Within the range of An. gambiae, there are only a small number of island sites potentially suitable for field trials, and only a few of these have been assessed (e.g. Pinto et al. 2002; Moreno et al. 2007). Nonetheless, our findings are broadly consistent with studies of a volcanic chain of four widely separated islands (≥160 km apart) in the Gulf of Guinea (Bioko, São Tomé, Príncipe and Annobón). Specifically, Bioko Island which is isolated to a similar degree to the Bijagós ~75 km off the coast of Cameroon and with an UNEP isolation index of 17, was found not to be genetically isolated from the mainland (Moreno et al. 2007).

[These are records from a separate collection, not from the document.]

use clap::Parser;
use tracing_subscriber::EnvFilter;

use da_light_client::command::{head, init, start, verify_block, version, Cli, Commands};

#[tokio::main]
async fn main() -> anyhow::Result<()> {
    // Operational logging for both crates; RUST_LOG directives are layered on top.
    let mut filter = EnvFilter::new("da_light_client=info,da_rpc_client=info");
    if let Ok(env_filter) = std::env::var("RUST_LOG") {
        if let Ok(parsed) = env_filter.parse() {
            filter = filter.add_directive(parsed);
        }
    }
    tracing_subscriber::fmt().with_env_filter(filter).init();

    let cli = Cli::parse();
    dotenvy::dotenv().ok();

    match cli.command {
        Commands::Init {} => init()?,
        Commands::Start {} => start().await?,
        Commands::VerifyBlock { number } => verify_block(number).await?,
        Commands::Head {} => head().await?,
        Commands::Version {} => version(),
    }

    Ok(())
}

In contrast, the islands of São Tomé, Príncipe and Annobón, which are located 240–350 km from mainland Gabon and with similar UNEP isolation indices (39–45) to the Comoros (49), were found to be genetically isolated from mainland populations (Pinto et al. 2002; Moreno et al. 2007). Together these data suggest that island sites with an isolation index of <20, are likely not worthy of investigation as potential GMM field trial sites for An. gambiae.